Weeks 7–8: Implementation Sprint
Ship the highest-value technical fixes and content improvements. Validate rendering, metadata, structured data, links, and analytics. Begin an ethical authority programme using research, expert commentary, partnerships, or relevant digital PR.
Weeks 9–10: Re-measure and Diagnose
Repeat the controlled benchmark. Compare changes with sample sizes and platform annotations. Classify findings as improved, unchanged, mixed, or inconclusive. Do not claim causality from timing alone.
Weeks 11–12: Operating Model and Handoff
Deliver:
- baseline and post-sprint evidence;
- completed work and QA record;
- live dashboard and definitions;
- remaining risk register;
- 90-day follow-on backlog;
- ownership matrix and review cadence;
- documentation, training, and exports.
Success Criteria
Contract for deliverables the team controls: audit completion, fixes shipped, pages improved, measurement reliability, factual-risk resolution, and handoff quality.

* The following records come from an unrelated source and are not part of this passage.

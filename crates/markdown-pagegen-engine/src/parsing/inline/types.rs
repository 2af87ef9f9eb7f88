/// The kind of an inline text span.
#[derive(Debug, Clone, Copy, PartialEq, Eq, Hash)]
pub enum TextKind {
    /// Text outside any inline construct.
    Plain,
    /// `**bold**`
    Bold,
    /// `_italic_`
    Italic,
    /// `` `code` ``
    Code,
    /// `[text](url)`
    Link,
    /// `![alt](url)`
    Image,
}

impl TextKind {
    /// Returns true for kinds that carry a destination URL.
    #[must_use]
    pub fn has_destination(self) -> bool {
        matches!(self, TextKind::Link | TextKind::Image)
    }
}

/// A typed run of inline text produced by the inline pipeline.
///
/// `destination` is present iff `kind` is [`TextKind::Link`] or
/// [`TextKind::Image`]. The constructors keep that invariant; node conversion
/// rejects spans that break it.
#[derive(Debug, Clone, PartialEq, Eq)]
pub struct TextSpan {
    /// Span text. For links this is the link text, for images the alt text.
    pub text: String,
    pub kind: TextKind,
    /// Target URL of a link or source URL of an image.
    pub destination: Option<String>,
}

impl TextSpan {
    /// Creates a span without a destination.
    pub fn new(text: impl Into<String>, kind: TextKind) -> Self {
        Self {
            text: text.into(),
            kind,
            destination: None,
        }
    }

    pub fn plain(text: impl Into<String>) -> Self {
        Self::new(text, TextKind::Plain)
    }

    pub fn link(text: impl Into<String>, url: impl Into<String>) -> Self {
        Self {
            text: text.into(),
            kind: TextKind::Link,
            destination: Some(url.into()),
        }
    }

    pub fn image(alt: impl Into<String>, url: impl Into<String>) -> Self {
        Self {
            text: alt.into(),
            kind: TextKind::Image,
            destination: Some(url.into()),
        }
    }

    #[must_use]
    pub fn is_plain(&self) -> bool {
        self.kind == TextKind::Plain
    }
}
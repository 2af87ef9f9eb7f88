use crate::parsing::inline::TextKind;

/// Bold (`**text**`) inline type.
///
/// Split first: `**` must be consumed before the single-character
/// delimiters are looked for.
pub struct Strong;

impl Strong {
    pub const DELIMITER: &'static str = "**";
    pub const KIND: TextKind = TextKind::Bold;
}
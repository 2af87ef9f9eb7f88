//! markdown-pagegen CLI
//!
//! Generates HTML pages from Markdown, one file at a time or for a whole
//! content directory.

use anyhow::{Context, Result, anyhow};
use clap::{Args, Parser, Subcommand};
use markdown_pagegen_config::Config;
use markdown_pagegen_engine::{generate_page, generate_pages_recursive};
use std::path::PathBuf;

/// Markdown to HTML page generator
#[derive(Parser, Debug)]
#[command(author, version, about, long_about = None)]
struct Cli {
    /// Enable debug logging
    #[arg(short, long, global = true)]
    verbose: bool,

    #[command(subcommand)]
    command: Command,
}

#[derive(Subcommand, Debug)]
enum Command {
    /// Generate a single page
    Page {
        /// Markdown source file
        #[arg(long)]
        from: PathBuf,
        /// HTML template file
        #[arg(long)]
        template: PathBuf,
        /// Output HTML file
        #[arg(long)]
        dest: PathBuf,
    },
    /// Generate a page for every Markdown file under a content directory
    Site(SiteArgs),
}

#[derive(Args, Debug)]
struct SiteArgs {
    /// Content directory (falls back to the config file)
    #[arg(long)]
    content: Option<PathBuf>,
    /// HTML template file (falls back to the config file)
    #[arg(long)]
    template: Option<PathBuf>,
    /// Output directory (falls back to the config file)
    #[arg(long)]
    output: Option<PathBuf>,
    /// Config file to read instead of the default location
    #[arg(long)]
    config: Option<PathBuf>,
}

#[derive(Debug, PartialEq, Eq)]
struct SitePaths {
    content: PathBuf,
    template: PathBuf,
    output: PathBuf,
}

impl SiteArgs {
    fn is_complete(&self) -> bool {
        self.content.is_some() && self.template.is_some() && self.output.is_some()
    }

    fn config_path(&self) -> PathBuf {
        self.config.clone().unwrap_or_else(Config::config_path)
    }

    /// Loads the config file. A file named with `--config` must exist.
    fn load_config(&self) -> Result<Option<Config>> {
        let config_path = self.config_path();
        log::info!("Config path: {}", config_path.display());

        let config = Config::load_from_path(&config_path)
            .with_context(|| format!("Failed to load config file {}", config_path.display()))?;

        if config.is_none() && self.config.is_some() {
            return Err(anyhow!("Config file not found: {}", config_path.display()));
        }
        Ok(config)
    }

    /// Flags win; anything not given comes from `config`.
    fn resolve(self, config: Option<Config>) -> Result<SitePaths> {
        let config_path = self.config_path();
        let missing = |flag: &str| {
            anyhow!(
                "No --{flag} given and no config file found at {}",
                config_path.display()
            )
        };

        let (content, template, output) = match config {
            Some(config) => (
                self.content.unwrap_or(config.content_path),
                self.template.unwrap_or(config.template_path),
                self.output.unwrap_or(config.output_path),
            ),
            None => (
                self.content.ok_or_else(|| missing("content"))?,
                self.template.ok_or_else(|| missing("template"))?,
                self.output.ok_or_else(|| missing("output"))?,
            ),
        };

        Ok(SitePaths {
            content,
            template,
            output,
        })
    }
}

fn run(command: Command) -> Result<()> {
    match command {
        Command::Page {
            from,
            template,
            dest,
        } => {
            generate_page(&from, &template, &dest)
                .with_context(|| format!("Failed to generate page from {}", from.display()))?;
            println!("Wrote {}", dest.display());
        }
        Command::Site(args) => {
            let config = if args.is_complete() {
                None
            } else {
                args.load_config()?
            };
            let paths = args.resolve(config)?;

            let written = generate_pages_recursive(&paths.content, &paths.template, &paths.output)
                .with_context(|| {
                    format!("Failed to generate site from {}", paths.content.display())
                })?;
            println!(
                "Wrote {} pages to {}",
                written.len(),
                paths.output.display()
            );
        }
    }
    Ok(())
}

fn main() -> Result<()> {
    let cli = Cli::parse();

    let level = if cli.verbose {
        log::LevelFilter::Debug
    } else {
        log::LevelFilter::Info
    };
    env_logger::Builder::from_default_env()
        .filter_level(level)
        .init();

    run(cli.command)
}
use crate::{
    error::ConvertError,
    html::HtmlNode,
    parsing::inline::text_to_children,
};

use super::{
    kinds::{BlockQuote, CodeFence, Heading, OrderedList, UnorderedList},
    types::BlockType,
};

/// Builds the HTML subtree for one classified block.
///
/// Textual content goes through the inline pipeline; code blocks are kept
/// as literal text.
pub fn block_to_html_node(block: &str, block_type: BlockType) -> Result<HtmlNode, ConvertError> {
    match block_type {
        BlockType::Paragraph => paragraph_node(block),
        BlockType::Heading => heading_node(block),
        BlockType::Code => Ok(code_node(block)),
        BlockType::Quote => quote_node(block),
        BlockType::UnorderedList => unordered_list_node(block),
        BlockType::OrderedList => ordered_list_node(block),
    }
}

fn paragraph_node(block: &str) -> Result<HtmlNode, ConvertError> {
    Ok(HtmlNode::parent("p", text_to_children(block)?))
}

fn heading_node(block: &str) -> Result<HtmlNode, ConvertError> {
    let level = Heading::level(block);
    let children = text_to_children(Heading::strip(block))?;
    Ok(HtmlNode::parent(format!("h{level}"), children))
}

fn code_node(block: &str) -> HtmlNode {
    let code = HtmlNode::parent("code", vec![HtmlNode::text(CodeFence::strip(block))]);
    HtmlNode::parent("pre", vec![code])
}

fn quote_node(block: &str) -> Result<HtmlNode, ConvertError> {
    Ok(HtmlNode::parent(
        "blockquote",
        text_to_children(BlockQuote::strip(block))?,
    ))
}

fn unordered_list_node(block: &str) -> Result<HtmlNode, ConvertError> {
    let items = block
        .lines()
        .map(UnorderedList::item_text)
        .filter(|text| !text.is_empty())
        .map(list_item_node)
        .collect::<Result<Vec<_>, _>>()?;
    Ok(HtmlNode::parent("ul", items))
}

fn ordered_list_node(block: &str) -> Result<HtmlNode, ConvertError> {
    let items = block
        .lines()
        .enumerate()
        .filter_map(|(i, line)| OrderedList::item_text(line, i + 1))
        .filter(|text| !text.is_empty())
        .map(list_item_node)
        .collect::<Result<Vec<_>, _>>()?;
    Ok(HtmlNode::parent("ol", items))
}

fn list_item_node(text: &str) -> Result<HtmlNode, ConvertError> {
    Ok(HtmlNode::parent("li", text_to_children(text)?))
}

Track visibility and pipeline as outcomes, not guarantees.
Frequently Asked Questions
How many pages should be improved?
That depends on complexity. A focused set of important sources implemented well is preferable to dozens of shallow rewrites.
Should reporting wait until day 90?
No. Provide evidence and decisions every two weeks, with a final synthesis at handoff.
What happens after the engagement?
The client should own the data, backlog, methodology, accounts, and operating cadence, whether execution continues internally or with a partner.